Powstało już wiele wymagających czasowego zaangażowania gier
związanych z apokalipsą i jej przetrwaniem. Gracze walczyli z mutantami,
budowali schrony lub starali się do zagłady w ogóle nie dopuścić. Studio Robot
Gentleman wychodzi naprzeciw niedzielnym (ale i nie tylko!) graczom i proponuje
im pozycję \”60 sekund\” – interesujący wizualnie survival z elementami gry
strategicznej oraz zręcznościówki, dopełniony szczyptą czarnego humoru.
Sytuacja fabularna wygląda następująco: wcielamy się w rolę
statecznego, szarego, absolutnie przeciętnego Kowalskiego. Ted, bo tak nazywa
się nasz \”Kowalski\”, ma żonę, dwójkę dzieci i dom na przedmieściach wyposażony
w schron. W chwili, gdy rozlega się syrena alarmowa Ted ma 60 sekund na to, by
wyposażyć schron i ocalić (jeżeli tak wybierze gracz) rodzinę. Od decyzji,
które zapadną w tym czasie zależy \”być albo nie być\” bohatera. Czy uda mu się
przetrwać i doczekać wojskowego ratunku?
Grę można podzielić na dwie części. Pierwsza to wspomniane
60 sekund zbierania przedmiotów. Na tym etapie rozgrywka nosi znamiona
zręcznościówki. Przy pomocy strzałek (lub WSAD-u) należy przedrzeć się przez
pełne typowych przeszkód mieszkanie (stolik, telewizor, dziecięce zabawki i
inne domowe rupiecie) oraz odnaleźć drogę w nieznanym przecież graczowi lokalu.
Za pierwszym razem rzecz może nastręczyć nieco trudności, chociaż nie takich,
by nie móc kontynuować rozgrywki. Każde kolejne podejście pozwala na
sprawniejsze zlokalizowanie odpowiednich przedmiotów i szybsze ich
zgromadzenie. Szczególnie, że można nauczyć się także ile i jakich rzeczy
bohater jest w stanie podnieść podczas jednej przebieżki.
Druga część \”60 sekund\” to gra typu \”wskaż i kliknij\” (ang.
point-and-click) o bardzo ograniczonej mechanice, którą rekompensuje warstwa
fabularna.
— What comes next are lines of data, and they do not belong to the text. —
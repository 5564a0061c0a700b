//! Market conventions: forwards, discounting and moneyness.

/// Forward price under continuous carry: F = S · exp((r − q) · T).
pub fn forward_price(spot: f64, rate: f64, dividend_yield: f64, expiry: f64) -> f64 {
    spot * ((rate - dividend_yield) * expiry).exp()
}

/// Continuously compounded discount factor exp(−r · T).
pub fn discount_factor(rate: f64, expiry: f64) -> f64 {
    (-rate * expiry).exp()
}

/// Convert a strike to log-moneyness: k = ln(K / F).
pub fn log_moneyness(strike: f64, forward: f64) -> f64 {
    (strike / forward).ln()
}

/// Strike at a given log-moneyness: K = F · exp(k).
pub fn strike_from_log_moneyness(k: f64, forward: f64) -> f64 {
    forward * k.exp()
}

#[cfg(test)]
mod tests {
    use super::*;
    use approx::assert_abs_diff_eq;

    #[test]
    fn forward_includes_carry() {
        let f = forward_price(100.0, 0.05, 0.02, 2.0);
        assert_abs_diff_eq!(f, 100.0 * (0.06_f64).exp(), epsilon = 1e-12);
    }

    #[test]
    fn forward_without_carry_is_spot() {
        assert_eq!(forward_price(42.0, 0.03, 0.03, 1.0), 42.0);
    }

    #[test]
    fn log_moneyness_round_trips_strike() {
        let fwd = 101.3;
        for k in [-0.8, -0.1, 0.0, 0.25, 0.8] {
            let strike = strike_from_log_moneyness(k, fwd);
            assert_abs_diff_eq!(log_moneyness(strike, fwd), k, epsilon = 1e-14);
        }
    }

    #[test]
    fn discount_factor_at_zero_rate() {
        assert_eq!(discount_factor(0.0, 5.0), 1.0);
        assert!(discount_factor(0.05, 1.0) < 1.0);
    }
}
Ulokowani w piwnicy z zebranymi przez gracza przedmiotami
bohaterowie, zmagać muszą się z kolejnymi dniami odizolowania od świata. Na
ekranie przewijają się opisy wydarzeń opatrzonych kolejnymi datami. Zadaniem
grającego jest śledzić samopoczucie postaci, dystrybuować skryte w piwnicy
dobra (wodę oraz zupę w puszce), organizować wyprawy na powierzchnię oraz
podejmować decyzje związane z prezentowanymi nietypowymi historiami, a także
ponosić konsekwencje tych decyzji. Celem jest przetrwanie do momentu nadejścia
wybawicieli.
Pierwszy kontakt z grą jest oszałamiająco dobry. Pomysł
okazuje się wciągający, atrakcyjny od strony wizualnej i wzbogacony o ciekawy
rodzaj humoru. Z każdą kolejną rozgrywką okazuje się jednak, że to tytuł o dość
ograniczonych możliwościach. Wachlarz zdarzeń w schronie, do których trzeba się
ustosunkowywać, jest skąpy i bardzo szybko zaczyna się powtarzać. Rodzi się
więc pytanie po co dalej grać w coś, czego misję udaje się osiągnąć już za
pierwszym podejściem?
Głównie dlatego, że za pierwszym podejściem wygrać można
(ewentualnie) jedynie rozgrywkę na najniższym poziomie. Później sprawy
zaczynają się komplikować, ale i ambicja gracza rośnie. Co więcej, mobilizująco
działają także wyzwania, które dotyczą ilości przetrzymanych w schronie dni,
niszczenia bądź używania przedmiotów, umierania w zagładzie, obcinania brody
tudzież walki z… zmutowanymi karaluchami.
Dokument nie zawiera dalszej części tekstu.